_Exercise data_.
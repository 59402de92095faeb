//! In-memory stores.
//!
//! Every store lives behind one lock, so borrow and return observe and
//! mutate books, members and the ledger as a single unit just like the
//! Postgres transaction does. Data is lost on restart.

use std::{collections::HashMap, sync::Arc};

use async_trait::async_trait;
use chrono::{DateTime, Utc};
use tokio::sync::RwLock;

use crate::{
    error::{AppError, AppResult},
    models::{
        book::{Book, NewBook, UpdateBook},
        ids::{BookId, MemberId, UserId},
        loan::{Checkout, FinePolicy, LoanRecord, ReturnReceipt},
        member::{BorrowedBook, Member, NewMember, UpdateMember},
        report::MemberLoanCount,
        user::{NewUser, User},
    },
};

use super::{
    books::BooksRepository,
    loans::{
        already_borrowed, book_not_found, inconsistent_loan, member_not_found, not_borrowed,
        LoansRepository,
    },
    members::MembersRepository,
    users::UsersRepository,
};

/// Records kept in insertion order
#[derive(Debug, Default)]
struct MemoryState {
    books: Vec<Book>,
    members: Vec<Member>,
    users: Vec<User>,
    loans: Vec<LoanRecord>,
}

impl MemoryState {
    fn book_mut(&mut self, id: BookId) -> Option<&mut Book> {
        self.books.iter_mut().find(|b| b.id == id)
    }

    fn member_mut(&mut self, id: MemberId) -> Option<&mut Member> {
        self.members.iter_mut().find(|m| m.id == id)
    }

    fn user_mut(&mut self, id: UserId) -> Option<&mut User> {
        self.users.iter_mut().find(|u| u.id == id)
    }

    fn member_email_taken(&self, email: &str, exclude: Option<MemberId>) -> bool {
        self.members
            .iter()
            .any(|m| m.email.eq_ignore_ascii_case(email) && Some(m.id) != exclude)
    }
}

#[derive(Clone, Default)]
pub struct MemoryStore {
    state: Arc<RwLock<MemoryState>>,
}

impl MemoryStore {
    pub fn new() -> Self {
        Self::default()
    }
}

#[async_trait]
impl BooksRepository for MemoryStore {
    async fn list(&self) -> AppResult<Vec<Book>> {
        let state = self.state.read().await;
        Ok(state.books.iter().rev().cloned().collect())
    }

    async fn get_by_id(&self, id: BookId) -> AppResult<Option<Book>> {
        let state = self.state.read().await;
        Ok(state.books.iter().find(|b| b.id == id).cloned())
    }

    async fn create(&self, book: NewBook) -> AppResult<Book> {
        let book = book.into_book();
        self.state.write().await.books.push(book.clone());
        Ok(book)
    }

    async fn update(&self, id: BookId, update: &UpdateBook) -> AppResult<Option<Book>> {
        let mut state = self.state.write().await;
        Ok(state.book_mut(id).map(|book| {
            update.apply(book);
            book.clone()
        }))
    }

    async fn delete_available(&self, id: BookId) -> AppResult<Option<Book>> {
        let mut state = self.state.write().await;
        let position = state.books.iter().position(|b| b.id == id && !b.is_borrowed());
        Ok(position.map(|i| state.books.remove(i)))
    }

    async fn most_borrowed(&self, limit: i64) -> AppResult<Vec<Book>> {
        let state = self.state.read().await;
        let mut books = state.books.clone();
        // stable sort keeps creation order among equal counts
        books.sort_by(|a, b| b.borrow_count.cmp(&a.borrow_count));
        books.truncate(limit.max(0) as usize);
        Ok(books)
    }
}

#[async_trait]
impl MembersRepository for MemoryStore {
    async fn list(&self) -> AppResult<Vec<Member>> {
        Ok(self.state.read().await.members.clone())
    }

    async fn get_by_id(&self, id: MemberId) -> AppResult<Option<Member>> {
        let state = self.state.read().await;
        Ok(state.members.iter().find(|m| m.id == id).cloned())
    }

    async fn get_many(&self, ids: &[MemberId]) -> AppResult<Vec<Member>> {
        let state = self.state.read().await;
        Ok(state
            .members
            .iter()
            .filter(|m| ids.contains(&m.id))
            .cloned()
            .collect())
    }

    async fn email_exists(&self, email: &str, exclude: Option<MemberId>) -> AppResult<bool> {
        Ok(self.state.read().await.member_email_taken(email, exclude))
    }

    async fn create(&self, member: NewMember) -> AppResult<Member> {
        let mut state = self.state.write().await;
        if state.member_email_taken(&member.email, None) {
            return Err(AppError::Conflict("Email already registered".to_string()));
        }
        let member = member.into_member();
        state.members.push(member.clone());
        Ok(member)
    }

    async fn update(&self, id: MemberId, update: &UpdateMember) -> AppResult<Option<Member>> {
        let mut state = self.state.write().await;
        if let Some(ref email) = update.email {
            if state.member_email_taken(email, Some(id)) {
                return Err(AppError::Conflict("Email already registered".to_string()));
            }
        }
        Ok(state.member_mut(id).map(|member| {
            update.apply(member);
            member.clone()
        }))
    }

    async fn delete(&self, id: MemberId) -> AppResult<bool> {
        let mut state = self.state.write().await;
        let before = state.members.len();
        state.members.retain(|m| m.id != id);
        Ok(state.members.len() != before)
    }
}

#[async_trait]
impl UsersRepository for MemoryStore {
    async fn create(&self, user: NewUser) -> AppResult<User> {
        let mut state = self.state.write().await;
        if state.users.iter().any(|u| u.email.eq_ignore_ascii_case(&user.email)) {
            return Err(AppError::Conflict("Email already registered".to_string()));
        }
        let user = user.into_user();
        state.users.push(user.clone());
        Ok(user)
    }

    async fn get_by_email(&self, email: &str) -> AppResult<Option<User>> {
        let state = self.state.read().await;
        Ok(state
            .users
            .iter()
            .find(|u| u.email.eq_ignore_ascii_case(email))
            .cloned())
    }

    async fn get_by_token_hash(&self, token_hash: &str) -> AppResult<Option<User>> {
        let state = self.state.read().await;
        Ok(state
            .users
            .iter()
            .find(|u| u.token_hash.as_deref() == Some(token_hash))
            .cloned())
    }

    async fn email_exists(&self, email: &str) -> AppResult<bool> {
        let state = self.state.read().await;
        Ok(state.users.iter().any(|u| u.email.eq_ignore_ascii_case(email)))
    }

    async fn admin_exists(&self) -> AppResult<bool> {
        Ok(self.state.read().await.users.iter().any(User::is_admin))
    }

    async fn set_session(&self, id: UserId, token_hash: &str, at: DateTime<Utc>) -> AppResult<()> {
        let mut state = self.state.write().await;
        if let Some(user) = state.user_mut(id) {
            user.token_hash = Some(token_hash.to_string());
            user.last_login = Some(at);
        }
        Ok(())
    }

    async fn clear_session(&self, id: UserId) -> AppResult<()> {
        let mut state = self.state.write().await;
        if let Some(user) = state.user_mut(id) {
            user.token_hash = None;
        }
        Ok(())
    }
}

#[async_trait]
impl LoansRepository for MemoryStore {
    async fn borrow(&self, checkout: &Checkout) -> AppResult<()> {
        let mut state = self.state.write().await;

        let available = state
            .books
            .iter()
            .find(|b| b.id == checkout.book_id)
            .map(|b| !b.is_borrowed())
            .ok_or_else(|| book_not_found(checkout.book_id))?;
        if state.member_mut(checkout.member_id).is_none() {
            return Err(member_not_found(checkout.member_id));
        }
        if !available {
            return Err(already_borrowed());
        }

        if let Some(book) = state.book_mut(checkout.book_id) {
            book.check_out(checkout.member_id, checkout.due_date);
        }
        if let Some(member) = state.member_mut(checkout.member_id) {
            member.push_loan(BorrowedBook {
                book_id: checkout.book_id,
                borrowed_on: checkout.borrowed_on,
                due_date: checkout.due_date,
            });
        }
        state.loans.push(checkout.open_record());

        Ok(())
    }

    async fn return_book(
        &self,
        book_id: BookId,
        returned_on: DateTime<Utc>,
        policy: FinePolicy,
    ) -> AppResult<ReturnReceipt> {
        let mut state = self.state.write().await;

        let book = state.book_mut(book_id).ok_or_else(|| book_not_found(book_id))?;
        if !book.is_borrowed() {
            return Err(not_borrowed());
        }
        let (borrower, due_date) = book
            .borrowed_by
            .zip(book.due_date)
            .ok_or_else(|| inconsistent_loan(book_id))?;
        let fine = policy.fine_for(due_date, returned_on);
        book.check_in();

        if let Some(member) = state.member_mut(borrower) {
            member.remove_loan(book_id);
        }

        let open = state
            .loans
            .iter_mut()
            .find(|l| l.book_id == book_id && l.member_id == borrower && l.is_open());
        let ledger_closed = match open {
            Some(loan) => {
                loan.returned_on = Some(returned_on);
                loan.fine = fine;
                true
            }
            None => false,
        };

        Ok(ReturnReceipt {
            borrower,
            due_date,
            fine,
            ledger_closed,
        })
    }

    async fn list(&self, open: Option<bool>) -> AppResult<Vec<LoanRecord>> {
        let state = self.state.read().await;
        Ok(state
            .loans
            .iter()
            .rev()
            .filter(|l| open.map_or(true, |want_open| l.is_open() == want_open))
            .cloned()
            .collect())
    }

    async fn count_by_member(&self, limit: i64) -> AppResult<Vec<MemberLoanCount>> {
        let state = self.state.read().await;
        let mut order: Vec<MemberId> = Vec::new();
        let mut counts: HashMap<MemberId, i64> = HashMap::new();
        for loan in &state.loans {
            let count = counts.entry(loan.member_id).or_insert_with(|| {
                order.push(loan.member_id);
                0
            });
            *count += 1;
        }

        let mut grouped: Vec<MemberLoanCount> = order
            .into_iter()
            .map(|member_id| MemberLoanCount {
                member_id,
                borrow_count: counts[&member_id],
            })
            .collect();
        grouped.sort_by(|a, b| b.borrow_count.cmp(&a.borrow_count));
        grouped.truncate(limit.max(0) as usize);
        Ok(grouped)
    }
}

_Work instructions_. Exactly as written, give again every line from the one containing "let mut order: Vec<MemberId>" through the last line of the material above, and no other lines.

_Response for this exercise_.
        let mut order: Vec<MemberId> = Vec::new();
        let mut counts: HashMap<MemberId, i64> = HashMap::new();
        for loan in &state.loans {
            let count = counts.entry(loan.member_id).or_insert_with(|| {
                order.push(loan.member_id);
                0
            });
            *count += 1;
        }

        let mut grouped: Vec<MemberLoanCount> = order
            .into_iter()
            .map(|member_id| MemberLoanCount {
                member_id,
                borrow_count: counts[&member_id],
            })
            .collect();
        grouped.sort_by(|a, b| b.borrow_count.cmp(&a.borrow_count));
        grouped.truncate(limit.max(0) as usize);
        Ok(grouped)
    }
}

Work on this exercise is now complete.